**Exercise:**
Tally every line below where "nodata" appears, then report the total alone.

[[ Entries supplied, beginning ]]

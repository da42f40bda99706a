//! Viridia CLI - Vegetation condition mapping from satellite imagery

use anyhow::{Context, Result};
use clap::{Parser, Subcommand};
use indicatif::{ProgressBar, ProgressStyle};
use std::path::PathBuf;
use std::time::Instant;
use tracing::{info, Level};
use tracing_subscriber::FmtSubscriber;

use viridia_algorithms::contour::{trace_contours, TraceParams};
use viridia_algorithms::imagery::VegetationIndex;
use viridia_algorithms::masking::{validity_mask, MaskParams};
use viridia_algorithms::morphology::StructuringElement;
use viridia_algorithms::pipeline::{
    contour_geometry, harmonized_stack, reference_shape, zone_features, PipelineParams, TileBands,
};
use viridia_algorithms::simplify::simplify_contours;
use viridia_algorithms::zones::{ZoneParams, ZoneThreshold};
use viridia_core::io::{read_geotiff, write_geotiff};
use viridia_core::vector::{AttributeValue, Feature, FeatureCollection};
use viridia_core::{BandId, MaskClass, Raster};

// ─── CLI structure ──────────────────────────────────────────────────────

#[derive(Parser)]
#[command(name = "viridia")]
#[command(author, version, about = "Vegetation condition mapping from satellite imagery", long_about = None)]
struct Cli {
    /// Verbose output
    #[arg(short, long, global = true)]
    verbose: bool,

    #[command(subcommand)]
    command: Commands,
}

#[derive(Subcommand)]
enum Commands {
    /// Show information about a raster file
    Info {
        /// Input raster file
        input: PathBuf,
    },
    /// Compute a vegetation index from reflectance bands
    Index {
        /// Output file
        output: PathBuf,
        /// NIR band file (B08, 10 m)
        #[arg(long)]
        nir: PathBuf,
        /// Red band file (B04, 10 m)
        #[arg(long)]
        red: PathBuf,
        /// Blue band file (B02, 10 m), needed for EVI
        #[arg(long)]
        blue: Option<PathBuf>,
        /// Index: ndvi, rvi, savi, evi
        #[arg(short, long, default_value = "ndvi")]
        index: String,
    },
    /// Build a validity mask from a scene classification
    Mask {
        /// Scene classification file (SCL codes 0-11)
        input: PathBuf,
        /// Output file (1 = valid, 0 = excluded)
        output: PathBuf,
        /// Excluded classification groups, comma separated
        #[arg(long, default_value = "cloud")]
        exclude: String,
        /// Exclusion buffer half-width in pixels
        #[arg(short, long, default_value = "20")]
        buffer: usize,
        /// Skip the exclusion buffer entirely
        #[arg(long)]
        no_buffer: bool,
    },
    /// Trace a zone mask into GeoJSON outlines
    Trace {
        /// Input zone mask (1 = inside)
        input: PathBuf,
        /// Output GeoJSON file
        output: PathBuf,
        /// Iso level, strictly between 0 and 1
        #[arg(short, long, default_value = "0.8")]
        level: f64,
        /// Simplification tolerance in pixels (0 keeps every vertex)
        #[arg(short, long, default_value = "1.0")]
        tolerance: f64,
    },
    /// Full pipeline: bands to zoned GeoJSON features
    Zones {
        /// Output GeoJSON file
        output: PathBuf,
        /// NIR band file (B08, 10 m)
        #[arg(long)]
        nir: PathBuf,
        /// Red band file (B04, 10 m)
        #[arg(long)]
        red: PathBuf,
        /// Blue band file (B02, 10 m), needed for EVI
        #[arg(long)]
        blue: Option<PathBuf>,
        /// Scene classification file (SCL, 20 m)
        #[arg(long)]
        scl: Option<PathBuf>,
        /// Index: ndvi, rvi, savi, evi
        #[arg(short, long, default_value = "ndvi")]
        index: String,
        /// Threshold cascade as "label=value,...", strictly descending
        #[arg(long, default_value = "healthy=0.6,moderate=0.4,weak=0.25")]
        thresholds: String,
        /// Iso level for contour tracing, strictly between 0 and 1
        #[arg(short, long, default_value = "0.8")]
        level: f64,
        /// Simplification tolerance in pixels (0 keeps every vertex)
        #[arg(short, long, default_value = "1.0")]
        tolerance: f64,
        /// Excluded classification groups, comma separated
        #[arg(long, default_value = "cloud")]
        exclude: String,
        /// Exclusion buffer half-width in pixels
        #[arg(short, long, default_value = "20")]
        buffer: usize,
        /// Skip the exclusion buffer entirely
        #[arg(long)]
        no_buffer: bool,
    },
}

// ─── Helpers ────────────────────────────────────────────────────────────

fn setup_logging(verbose: bool) {
    let level = if verbose { Level::DEBUG } else { Level::INFO };
    let subscriber = FmtSubscriber::builder()
        .with_max_level(level)
        .with_target(false)
        .finish();
    tracing::subscriber::set_global_default(subscriber).expect("setting default subscriber failed");
}

fn spinner(msg: &str) -> ProgressBar {
    let pb = ProgressBar::new_spinner();
    pb.set_style(
        ProgressStyle::default_spinner()
            .template("{spinner:.green} {msg}")
            .unwrap(),
    );
    pb.set_message(msg.to_string());
    pb.enable_steady_tick(std::time::Duration::from_millis(100));
    pb
}

fn read_band(path: &PathBuf) -> Result<Raster<f64>> {
    let pb = spinner("Reading band...");
    let raster: Raster<f64> = read_geotiff(path).context("Failed to read band")?;
    pb.finish_and_clear();
    info!("{}: {} x {}", path.display(), raster.cols(), raster.rows());
    Ok(raster)
}

fn read_scene(path: &PathBuf) -> Result<Raster<u16>> {
    let pb = spinner("Reading scene classification...");
    let raster: Raster<u16> = read_geotiff(path).context("Failed to read scene classification")?;
    pb.finish_and_clear();
    Ok(raster)
}

fn read_mask(path: &PathBuf) -> Result<Raster<u8>> {
    let pb = spinner("Reading mask...");
    let raster: Raster<u8> = read_geotiff(path).context("Failed to read mask")?;
    pb.finish_and_clear();
    Ok(raster)
}

fn write_raster(raster: &Raster<f64>, path: &PathBuf) -> Result<()> {
    let pb = spinner("Writing output...");
    write_geotiff(raster, path).context("Failed to write output")?;
    pb.finish_and_clear();
    Ok(())
}

fn write_mask(raster: &Raster<u8>, path: &PathBuf) -> Result<()> {
    let pb = spinner("Writing output...");
    write_geotiff(raster, path).context("Failed to write output")?;
    pb.finish_and_clear();
    Ok(())
}

fn write_geojson(collection: &FeatureCollection, path: &PathBuf) -> Result<()> {
    let pb = spinner("Writing GeoJSON...");
    let text = collection
        .to_geojson()
        .context("Failed to serialize features")?;
    std::fs::write(path, text).context("Failed to write output")?;
    pb.finish_and_clear();
    Ok(())
}

fn done(name: &str, path: &PathBuf, elapsed: std::time::Duration) {
    println!("{} saved to: {}", name, path.display());
    println!("  Processing time: {:.2?}", elapsed);
}

fn parse_index(s: &str) -> Result<VegetationIndex> {
    s.parse()
        .map_err(|_| anyhow::anyhow!("Unknown index: {}. Use ndvi, rvi, savi, or evi.", s))
}

fn parse_classes(s: &str) -> Result<Vec<MaskClass>> {
    s.split(',')
        .map(|name| {
            name.trim().parse().map_err(|_| {
                anyhow::anyhow!(
                    "Unknown classification group: {}. Use cloud, vegetation, water, non-vegetation, snow, or other.",
                    name.trim()
                )
            })
        })
        .collect()
}

fn parse_thresholds(s: &str) -> Result<Vec<ZoneThreshold>> {
    s.split(',')
        .map(|pair| {
            let (label, value) = pair
                .trim()
                .split_once('=')
                .ok_or_else(|| anyhow::anyhow!("Threshold must be 'label=value', got: {}", pair))?;
            let value: f64 = value.trim().parse().context("Invalid threshold value")?;
            Ok(ZoneThreshold::new(label.trim(), value))
        })
        .collect()
}

fn buffer_element(no_buffer: bool, half_width: usize) -> Option<StructuringElement> {
    if no_buffer {
        None
    } else {
        Some(StructuringElement::Square(half_width))
    }
}

fn load_tile(
    nir: &PathBuf,
    red: &PathBuf,
    blue: Option<&PathBuf>,
    scl: Option<&PathBuf>,
) -> Result<TileBands> {
    let mut tile = TileBands::new();
    tile.bands.insert(BandId::B08, read_band(nir)?);
    tile.bands.insert(BandId::B04, read_band(red)?);
    if let Some(path) = blue {
        tile.bands.insert(BandId::B02, read_band(path)?);
    }
    if let Some(path) = scl {
        tile.scl = Some(read_scene(path)?);
    }
    Ok(tile)
}

// ─── Main ───────────────────────────────────────────────────────────────

fn main() -> Result<()> {
    let cli = Cli::parse();
    setup_logging(cli.verbose);

    match cli.command {
        // ── Info ─────────────────────────────────────────────────────
        Commands::Info { input } => {
            let raster = read_band(&input)?;
            let (rows, cols) = raster.shape();
            let bounds = raster.bounds();
            let stats = raster.statistics();

            println!("File: {}", input.display());
            println!("Dimensions: {} x {} ({} cells)", cols, rows, raster.len());
            println!("Cell size: {}", raster.cell_size());
            println!(
                "Bounds: ({:.6}, {:.6}) - ({:.6}, {:.6})",
                bounds.0, bounds.1, bounds.2, bounds.3
            );
            if let Some(nodata) = raster.nodata() {
                println!("NoData: {}", nodata);
            }
            println!("\nStatistics:");
            if let Some(min) = stats.min {
                println!("  Min: {:.4}", min);
            }
            if let Some(max) = stats.max {
                println!("  Max: {:.4}", max);
            }
            if let Some(mean) = stats.mean {
                println!("  Mean: {:.4}", mean);
            }
            println!(
                "  Valid cells: {} ({:.1}%)",
                stats.valid_count,
                100.0 * stats.valid_count as f64 / raster.len() as f64
            );
        }

        // ── Index ────────────────────────────────────────────────────
        Commands::Index {
            output,
            nir,
            red,
            blue,
            index,
        } => {
            let index = parse_index(&index)?;
            let label = index.to_string().to_uppercase();
            if index.required_bands().contains(&BandId::B02) && blue.is_none() {
                anyhow::bail!("{} needs the blue band. Pass --blue.", label);
            }

            let tile = load_tile(&nir, &red, blue.as_ref(), None)?;
            let start = Instant::now();
            let reference = reference_shape(&tile)?;
            let stack =
                harmonized_stack(&tile.bands, reference).context("Failed to harmonize bands")?;
            let result = index.compute(&stack).context("Failed to compute index")?;
            let elapsed = start.elapsed();
            write_raster(&result, &output)?;
            done(&label, &output, elapsed);
        }

        // ── Mask ─────────────────────────────────────────────────────
        Commands::Mask {
            input,
            output,
            exclude,
            buffer,
            no_buffer,
        } => {
            let params = MaskParams {
                classes: parse_classes(&exclude)?,
                buffer: buffer_element(no_buffer, buffer),
            };
            let scl = read_scene(&input)?;
            let start = Instant::now();
            let mask = validity_mask(&scl, &params).context("Failed to build validity mask")?;
            let elapsed = start.elapsed();

            let excluded = mask.data().iter().filter(|&&v| v == 0).count();
            info!(
                "Excluded {:.1}% of the scene",
                100.0 * excluded as f64 / mask.len() as f64
            );
            write_mask(&mask, &output)?;
            done("Validity mask", &output, elapsed);
        }

        // ── Trace ────────────────────────────────────────────────────
        Commands::Trace {
            input,
            output,
            level,
            tolerance,
        } => {
            let mask = read_mask(&input)?;
            let start = Instant::now();
            let contours = trace_contours(&mask, &TraceParams { level })
                .context("Failed to trace outlines")?;
            let simplified =
                simplify_contours(&contours, tolerance).context("Failed to simplify outlines")?;
            let elapsed = start.elapsed();

            let mut collection = FeatureCollection::new();
            for contour in &simplified {
                if let Some(geometry) = contour_geometry(contour, mask.transform()) {
                    let mut feature = Feature::new(geometry);
                    feature.set_property("level", AttributeValue::Float(level));
                    collection.push(feature);
                }
            }
            info!("Traced {} outlines", collection.len());
            write_geojson(&collection, &output)?;
            done("Outlines", &output, elapsed);
        }

        // ── Zones ────────────────────────────────────────────────────
        Commands::Zones {
            output,
            nir,
            red,
            blue,
            scl,
            index,
            thresholds,
            level,
            tolerance,
            exclude,
            buffer,
            no_buffer,
        } => {
            let index = parse_index(&index)?;
            if index.required_bands().contains(&BandId::B02) && blue.is_none() {
                anyhow::bail!(
                    "{} needs the blue band. Pass --blue.",
                    index.to_string().to_uppercase()
                );
            }

            let params = PipelineParams {
                index,
                mask: MaskParams {
                    classes: parse_classes(&exclude)?,
                    buffer: buffer_element(no_buffer, buffer),
                },
                zones: ZoneParams {
                    thresholds: parse_thresholds(&thresholds)?,
                },
                trace: TraceParams { level },
                simplify_tolerance: tolerance,
            };

            let tile = load_tile(&nir, &red, blue.as_ref(), scl.as_ref())?;
            let start = Instant::now();
            let pb = spinner("Processing tile...");
            let collection = zone_features(&tile, &params).context("Failed to process tile")?;
            pb.finish_and_clear();
            let elapsed = start.elapsed();

            println!("Features: {}", collection.len());
            write_geojson(&collection, &output)?;
            done("Zone features", &output, elapsed);
        }
    }

    Ok(())
}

[[ Entries supplied, end ]]

**Written reply:**
2